Exclusive Interview: “Embers Of War” Author Gareth L Powell


Writer, politician, and former ambassador to both Italy and Brazil Clare Boothe Luce once noted that, “no good deed goes unpunished.” It’s an idea the crew of the sentient spaceship War Dog — and the ship itself — comes to understand in Gareth L Powell’s new space opera, Embers Of War (paperback, Kindle), the first book in his new sci-fi trilogy.

Gareth L Powell Embers Of War

Photo Credit: Joseph Branston


To start, what is Embers Of War about?

A former battleship is called to recuse a crashed star liner, but finds itself drawn into a deadly struggle to avoid an interspecies war.

Embers Of War has been called a space opera. But do you think there is another subgenre of sci-fi, or a combination of them, that describes the novel better?

I think Embers Of War is more character-driven than you might expect from the term “space opera,” but I’m more than happy to call it that anyway, as I’ve always been a space opera fan.

Are there any writers or specific stories that had a big impact on Embers Of War, but not on your other books?

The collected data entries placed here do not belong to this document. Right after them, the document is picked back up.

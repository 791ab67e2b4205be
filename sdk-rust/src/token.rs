// Copyright (c) 2024-2025 DeepGraph Inc.
// SPDX-License-Identifier: Apache-2.0
//
//! API key prefix parsing
//!
//! Keys may carry a plan prefix: `<plan>_<bits>_<raw key>`, where `<plan>`
//! is a two-letter code and the first three bits flag custom, managed and
//! self-hosted databases.

use once_cell::sync::Lazy;
use regex::Regex;
use serde::Serialize;

static TOKEN_PREFIX: Lazy<Option<Regex>> =
    Lazy::new(|| Regex::new(r"^([a-z]{2})_([01]{4}\d*)_(.+)$").ok());

/// Subscription plan encoded in a key prefix
#[derive(Debug, Clone, Copy, PartialEq, Eq, Serialize)]
#[serde(rename_all = "camelCase")]
pub enum PlanType {
    Initial,
    Extended,
    FullFeatured,
}

impl PlanType {
    fn from_prefix(prefix: &str) -> Option<Self> {
        match prefix {
            "in" => Some(PlanType::Initial),
            "ex" => Some(PlanType::Extended),
            "ff" => Some(PlanType::FullFeatured),
            _ => None,
        }
    }
}

/// Settings decoded from a prefixed key
#[derive(Debug, Clone, Copy, PartialEq, Eq, Serialize)]
#[serde(rename_all = "camelCase")]
pub struct TokenSettings {
    pub plan_type: PlanType,
    #[serde(rename = "customDB")]
    pub custom_db: bool,
    #[serde(rename = "managedDB")]
    pub managed_db: bool,
    pub self_hosted: bool,
}

/// Split a key into its prefix settings and the raw key.
///
/// Keys without a recognised prefix come back unchanged with `None`.
pub fn extract_token_settings(token: &str) -> (Option<TokenSettings>, &str) {
    let Some(pattern) = TOKEN_PREFIX.as_ref() else {
        return (None, token);
    };
    let Some(captures) = pattern.captures(token) else {
        return (None, token);
    };

    let (Some(prefix), Some(bits), Some(raw)) = (captures.get(1), captures.get(2), captures.get(3))
    else {
        return (None, token);
    };
    let Some(plan_type) = PlanType::from_prefix(prefix.as_str()) else {
        return (None, token);
    };

    let bits = bits.as_str().as_bytes();
    let settings = TokenSettings {
        plan_type,
        custom_db: bits[0] == b'1',
        managed_db: bits[1] == b'1',
        self_hosted: bits[2] == b'1',
    };
    (Some(settings), raw.as_str())
}

#[cfg(test)]
mod tests {
    use super::*;

    #[test]
    fn test_prefixed_token() {
        let (settings, raw) = extract_token_settings("in_0110_secret_key");
        let settings = settings.unwrap();
        assert_eq!(settings.plan_type, PlanType::Initial);
        assert!(!settings.custom_db);
        assert!(settings.managed_db);
        assert!(settings.self_hosted);
        assert_eq!(raw, "secret_key");
    }

    #[test]
    fn test_extra_digits_allowed() {
        let (settings, raw) = extract_token_settings("ex_100042_abc");
        assert_eq!(settings.unwrap().plan_type, PlanType::Extended);
        assert_eq!(raw, "abc");
    }

    #[test]
    fn test_unknown_prefix_passes_through() {
        let (settings, raw) = extract_token_settings("zz_1111_abc");
        assert!(settings.is_none());
        assert_eq!(raw, "zz_1111_abc");
    }

    #[test]
    fn test_plain_token_passes_through() {
        let (settings, raw) = extract_token_settings("abcdef");
        assert!(settings.is_none());
        assert_eq!(raw, "abcdef");
    }

    #[test]
    fn test_settings_serialize() {
        let (settings, _) = extract_token_settings("ff_1000_x");
        let value = serde_json::to_value(settings.unwrap()).unwrap();
        assert_eq!(
            value,
            serde_json::json!({
                "planType": "fullFeatured",
                "customDB": true,
                "managedDB": false,
                "selfHosted": false
            })
        );
    }
}
// Copyright (c) 2024-2025 DeepGraph Inc.
// SPDX-License-Identifier: Apache-2.0
//
//! Transaction lifecycle over the mock transport

#[path = "testutils/mod.rs"]
mod testutils;

use rushdb_sdk::{Error, RushDb};
use serde_json::json;
use testutils::mock_transport::MockTransport;

#[test]
fn test_begin_and_commit() {
    testutils::init_logging();
    let transport = MockTransport::new();
    transport.respond(json!({"data": {"id": "tx-42"}}));
    let db = RushDb::new("key", &transport);

    let tx = db.transactions().begin(None).unwrap();
    assert_eq!(tx.id(), "tx-42");
    assert_eq!(transport.last_request().body, Some(json!({"ttl": 5000})));

    db.records()
        .update("r1", json!({"name": "x"}), Some(&tx))
        .unwrap();
    assert_eq!(transport.last_request().header("X-Transaction-Id"), Some("tx-42"));

    db.transactions().commit(tx).unwrap();
    let commit = transport.last_request();
    assert_eq!(commit.path, "/tx/tx-42/commit");
    assert_eq!(commit.body, Some(json!({})));
}

#[test]
fn test_begin_with_custom_ttl() {
    let transport = MockTransport::new();
    transport.respond(json!({"data": {"id": "tx-1"}}));
    let db = RushDb::new("key", &transport);

    db.transactions().begin(Some(30_000)).unwrap();
    let request = transport.last_request();
    assert_eq!(request.path, "/tx");
    assert_eq!(request.body, Some(json!({"ttl": 30000})));
}

#[test]
fn test_begin_without_id_fails() {
    let transport = MockTransport::new();
    transport.respond(json!({"data": {}}));
    let db = RushDb::new("key", &transport);

    let err = db.transactions().begin(None).unwrap_err();
    assert!(matches!(err, Error::Transaction(_)));
}

#[test]
fn test_run_commits_on_success() {
    let transport = MockTransport::new();
    transport.respond(json!({"data": {"id": "tx-7"}}));
    let db = RushDb::new("key", &transport);

    let value = db
        .transactions()
        .run(None, |tx| {
            db.records().set("r1", json!({"a": 1}), Some(tx))?;
            Ok(7)
        })
        .unwrap();
    assert_eq!(value, 7);

    let paths: Vec<String> = transport.requests().into_iter().map(|r| r.path).collect();
    assert_eq!(paths, vec!["/tx", "/records/r1", "/tx/tx-7/commit"]);
}

#[test]
fn test_run_rolls_back_on_error() {
    let transport = MockTransport::new();
    transport
        .respond(json!({"data": {"id": "tx-8"}}))
        .fail(400, "bad payload");
    let db = RushDb::new("key", &transport);

    let err = db
        .transactions()
        .run(None, |tx| db.records().update("r1", json!({}), Some(tx)))
        .unwrap_err();
    assert!(matches!(err, Error::Remote { status: Some(400), .. }));

    let last = transport.last_request();
    assert_eq!(last.path, "/tx/tx-8/rollback");
    assert_eq!(transport.request_count(), 3);
}

#[test]
fn test_run_keeps_closure_error_when_rollback_fails() {
    let transport = MockTransport::new();
    transport
        .respond(json!({"data": {"id": "tx-9"}}))
        .fail(409, "conflict")
        .fail(500, "rollback failed");
    let db = RushDb::new("key", &transport);

    let err = db
        .transactions()
        .run(None, |tx| db.records().delete_by_id("r1", Some(tx)))
        .unwrap_err();
    match err {
        Error::Remote { message, .. } => assert_eq!(message, "conflict"),
        other => panic!("unexpected error: {:?}", other),
    }
}
// Copyright (c) 2024-2025 DeepGraph Inc.
// SPDX-License-Identifier: Apache-2.0
//
//! Property metadata returned by the properties endpoints

use serde::{Deserialize, Serialize};
use serde_json::Value;

/// Value type the server inferred for a property
#[derive(Debug, Clone, Copy, PartialEq, Eq, Hash, Serialize, Deserialize)]
#[serde(rename_all = "lowercase")]
pub enum PropertyType {
    Boolean,
    Datetime,
    Null,
    Number,
    String,
}

impl std::fmt::Display for PropertyType {
    fn fmt(&self, f: &mut std::fmt::Formatter<'_>) -> std::fmt::Result {
        let name = match self {
            PropertyType::Boolean => "boolean",
            PropertyType::Datetime => "datetime",
            PropertyType::Null => "null",
            PropertyType::Number => "number",
            PropertyType::String => "string",
        };
        write!(f, "{}", name)
    }
}

/// A property definition
#[derive(Debug, Clone, PartialEq, Serialize, Deserialize)]
pub struct Property {
    pub id: String,
    pub name: String,
    #[serde(rename = "type")]
    pub property_type: PropertyType,
    #[serde(default)]
    pub metadata: Option<String>,
    /// Present when the property is returned together with a record value
    #[serde(default, skip_serializing_if = "Option::is_none")]
    pub value: Option<Value>,
}

/// Distinct values of a property plus numeric bounds
#[derive(Debug, Clone, Default, PartialEq, Serialize, Deserialize)]
pub struct PropertyValuesData {
    #[serde(default)]
    pub min: Option<f64>,
    #[serde(default)]
    pub max: Option<f64>,
    #[serde(default)]
    pub values: Vec<Value>,
}
// Copyright (c) 2024-2025 DeepGraph Inc.
// SPDX-License-Identifier: Apache-2.0
//
//! Transactions API
//!
//! `begin` returns a [`Transaction`] handle; `commit` and `rollback` consume
//! it. [`TransactionsApi::run`] wraps a closure so the handle is always
//! resolved one way or the other.

use serde_json::{json, Value};

use super::response_data;
use crate::client::RushDb;
use crate::error::{Error, Result};
use crate::models::transaction::{Transaction, DEFAULT_TRANSACTION_TTL_MS};
use crate::transport::{ApiRequest, Transport};

/// Transaction endpoints
pub struct TransactionsApi<'a, T> {
    client: &'a RushDb<T>,
}

impl<'a, T> TransactionsApi<'a, T> {
    pub(crate) fn new(client: &'a RushDb<T>) -> Self {
        Self { client }
    }
}

impl<T: Transport> TransactionsApi<'_, T> {
    /// Open a transaction; `ttl` is in milliseconds
    pub fn begin(&self, ttl: Option<u64>) -> Result<Transaction> {
        let ttl = ttl.unwrap_or(DEFAULT_TRANSACTION_TTL_MS);
        let request = ApiRequest::post("/tx").with_body(json!({ "ttl": ttl }));
        let data = response_data(self.client.request(request)?);

        let id = data
            .get("id")
            .and_then(Value::as_str)
            .filter(|id| !id.is_empty())
            .ok_or_else(|| {
                Error::Transaction(format!("server returned no transaction id: {}", data))
            })?;

        log::debug!("Transaction {} started (ttl {} ms)", id, ttl);
        Ok(Transaction::from_id(id))
    }

    pub fn commit(&self, transaction: Transaction) -> Result<Value> {
        self.finish(transaction, "commit")
    }

    pub fn rollback(&self, transaction: Transaction) -> Result<Value> {
        self.finish(transaction, "rollback")
    }

    /// Run `f` inside a fresh transaction.
    ///
    /// Commits when `f` returns `Ok`. On `Err` the transaction is rolled back
    /// and the closure's error is returned; a failing rollback is only logged.
    pub fn run<R, F>(&self, ttl: Option<u64>, f: F) -> Result<R>
    where
        F: FnOnce(&Transaction) -> Result<R>,
    {
        let transaction = self.begin(ttl)?;
        match f(&transaction) {
            Ok(value) => {
                self.commit(transaction)?;
                Ok(value)
            }
            Err(e) => {
                let id = transaction.id().to_string();
                if let Err(rollback_error) = self.rollback(transaction) {
                    log::warn!("Rollback of transaction {} failed: {}", id, rollback_error);
                }
                Err(e)
            }
        }
    }

    fn finish(&self, transaction: Transaction, action: &str) -> Result<Value> {
        let id = transaction.into_id();
        if id.is_empty() {
            return Err(Error::Transaction(format!("cannot {} a transaction without id", action)));
        }
        let request = ApiRequest::post(format!("/tx/{}/{}", id, action)).with_body(json!({}));
        let response = self.client.request(request)?;
        log::debug!("Transaction {} {}", id, action);
        Ok(response)
    }
}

Embers Of War was obviously influenced by Iain M Banks’ Culture books, especially Excession, as well as Ann Leckie’s Imperial Radch trilogy [Ancillary Justice, Ancillary Sword, Ancillary Mercy]. But I also drew inspiration from Nova by Samuel Delany, A Long Way To A Small Angry Planet by Becky Chambers, and a whole host of other books, and even the old Traveler RPG. That’s not to say I consciously used ingredients from any of them, just that they opened my eyes to the possibilities of the genre.

How about non-literary influences; are there any movies, TV shows, or video games that had a big impact on Embers Of War?

Some people have commented that Embers Of War bears some similarity to Firefly, and I can see why they make the connection, but it’s a bit darker than Firefly, and the stakes are higher.

And what about Starbucks? Because apparently the planet of Scarif in Rogue One: A Star Wars Story got its name when a barista at Starbucks misspelled the name of Rogue One director, and your fellow Gareth, Gareth Edwards.

No, I can honestly say I drew no inspiration from Starbucks or any other coffee chain.

Now, you’ve already said that Embers Of War is the first book in a trilogy. Do you know yet when the other books might be out, and what they’ll be called?

The second book, Fleet Of Knives, is already written and with my editor at Titan Books. It will be out in February 2019. And I’m currently working on the finale, Light Of Impossible Stars, which will follow on February 2020.

Obviously, if someone is interested in this trilogy, they should buy Embers Of War now, and then maybe a second or third time just to be safe. But is there any reason why people shouldn’t wait until all three are out and then read them in rapid succession?

All three books will definitely be coming out, so there’s no reason to hold off. In fact, the earlier you buy Embers Of War, the more of a success it will be judged, and the more likely it will be that I’ll be able to write more series in the future.

Prior to Embers Of War you wrote the Macaque trilogy of Ack-Ack Macaque, Hive Monkey, and Macaque Attack, which were recently collected in a single volume called Ack-Ack Macaque: The Complete Trilogy. For those who haven’t read those books, what are they about?

The Ack-Ack books are alternate history thrillers set in the same multiverse as my earlier space opera novel, The Recollection. They feature an uplifted simian pilot and a woman with half a brain fighting together to save the world from a succession of villainous plots.

Do you think people who enjoy Embers Of War will enjoy the Macaque Trilogy, and vice versa?

Similar themes run through both trilogies — loss, redemption, the importance of friendship — but I think I’ve taken my writing up a level in the Embers books. That said, they all feature plenty of action and great characters, so I see no reason fans of one wouldn’t also love the others.

So has there been any interest in adapting Embers Of War into a movie, TV show, or video game?

The TV and film rights are still available. [cough hint cough]. I think the trilogy could work as a TV series, similarly to Battlestar Galactica or The Expanse.

If Embers Of War was to be made into a TV show, who would you like to see them cast in the main roles?

I’d cast Tilda Swinton [Doctor Strange] or Cate Blanchett [The Lord Of The Rings] as the Trouble Dog’s avatar, and Tessa Thompson [Thor: Ragnarok] as her commander, Captain Sal Konstanz.

Gareth L Powell Embers Of WarFinally, if someone enjoys Embers Of War, what would you suggest they read and why?

All of the books I mentioned earlier, plus Children Of Time by Adrian Tchaikovsky and Planetfall by Emma Newman.